Bahamian lawyer and politician

Sir Kenneth Solomon C.B.E., Q.C. (1884-1954) (frequently cited as A. K. Solomon) was a prominent Bahamian lawyer and politician. He built up a large legal practice before running for parliament in 1908. He was a Member of Parliament from 1908-1918 and again from 1925-1954. He was a magistrate from 1918-1921. He served briefly as acting Attorney-General and acting Chief Justice of the Bahamas. In addition, he was the Speaker of the House of Assembly from 1942-1946, a member of the Executive Council from 1926-1941, and president of the Legislative Council from 1946 until his death in 1954. In 1925, Solomon was appointed King's Counsel and in 1953, Solomon was knighted by the Queen.

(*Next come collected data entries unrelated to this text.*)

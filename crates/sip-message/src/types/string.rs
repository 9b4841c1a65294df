use std::fmt;

use crate::error::Result;
use crate::header::ParserCategory;

/// Free text header value (Subject, User-Agent, Date, unknown headers).
///
/// Commas are part of the text; a multi-valued header of this category
/// gets one value per header line.
#[derive(Debug, Clone, Default, PartialEq, Eq, Hash)]
pub struct StringCategory {
    pub value: String,
}

impl StringCategory {
    pub fn new(value: impl Into<String>) -> Self {
        StringCategory { value: value.into() }
    }
}

impl fmt::Display for StringCategory {
    fn fmt(&self, f: &mut fmt::Formatter<'_>) -> fmt::Result {
        f.write_str(&self.value)
    }
}

impl PartialEq<str> for StringCategory {
    fn eq(&self, other: &str) -> bool {
        self.value == other
    }
}

impl PartialEq<&str> for StringCategory {
    fn eq(&self, other: &&str) -> bool {
        self.value == *other
    }
}

impl ParserCategory for StringCategory {
    const COMMA_SEPARATED: bool = false;

    fn parse(text: &str) -> Result<Self> {
        Ok(StringCategory::new(text.trim()))
    }
}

==Early life and education==
Aubrey Kenneth Solomon was born in 1884 in Harbour Island, Bahamas. The family moved to Nassau when Solomon was 10 and he attended Nassau Grammar School from 1894 to 1899. Solomon trained as a lawyer and was called to the Bahamas Bar in July 1905.

==Career==
Solomon became a prominent lawyer with a large private practice. He collaborated frequently with top black lawyer, Alfred F. Adderley.

In 1908, he became a Member of Parliament when he won a bye-election to become the representative for Abaco. He held the seat until 1918. Solomon was appointed to be a stipendiary and circuit magistrate of the Bahamas in 1918. He served as a magistrate until 1921.

He served briefly as acting Attorney-General in 1916 and 1918 and from 1919 to 1920. He also served as acting Chief Justice from November 1920 to February 1921 but Solomon resigned after he failed to secure the substantive role of Attorney-General.

In 1925, Solomon won another bye-election, becoming the Member of Parliament for the southern district of New Providence. He was re-elected in 1928 and 1935. He served as legal adviser to the House of Assembly from 1923 to 1933. In 1937, he became the government leader in the House of Assembly. In 1939, he was serving as acting Colonial Secretary. In 1940, he was appointed chair of the Bahamas War Committee by the Governor responsible for raising funds for the war effort. In 1942, he was elected to the seat for the City District. Solomon served as MP until 1946.

Solomon was a member of the Executive Council from 1926 to 1941 and Speaker of the House of Assembly from 1942 to 1946. Solomon was appointed president of the Legislative Council in 1946; a position in which he served until his death. In 1948, he was appointed a commissioner for the revision and compilation of the colony's laws. In 1951, Solomon was appointed the chair of the committee to raise funds for a new hospital, which would become the Princess Margaret Hospital. In 1953, he represented the Bahamas branch of the Commonwealth Parliamentary Association at the coronation of Queen Elizabeth II.

==Honours and awards==
In 1925, Solomon was appointed King's Counsel. In 1941, he was made a Commander of the Order of the British Empire in the King's New Year Honours of 1941. Solomon was knighted 12 years later by the Queen in 1953.

== Personal life and death ==

He married Mercedes Lofthouse, the daughter of merchant and member of parliament, Thomas H. C. Lofthouse, in 1914. His nephew was Stafford Sands.

Solomon died on 2 November 1954. He was 70.

The Colonial Office Report remarked "Solomon had a long record of public service to his credit and his passing left a gap which it will be difficult to fill." The government donated a tablet in Christ Church Cathedral in his honour and his wife donated a new pulpit to the church "in memory of Sir Aubrey Kenneth Solomon, chairman of the hospital fundraising committee".

== Works ==

- Solomon, Kenneth, ed. Law Report Volume 1, 1900-1906.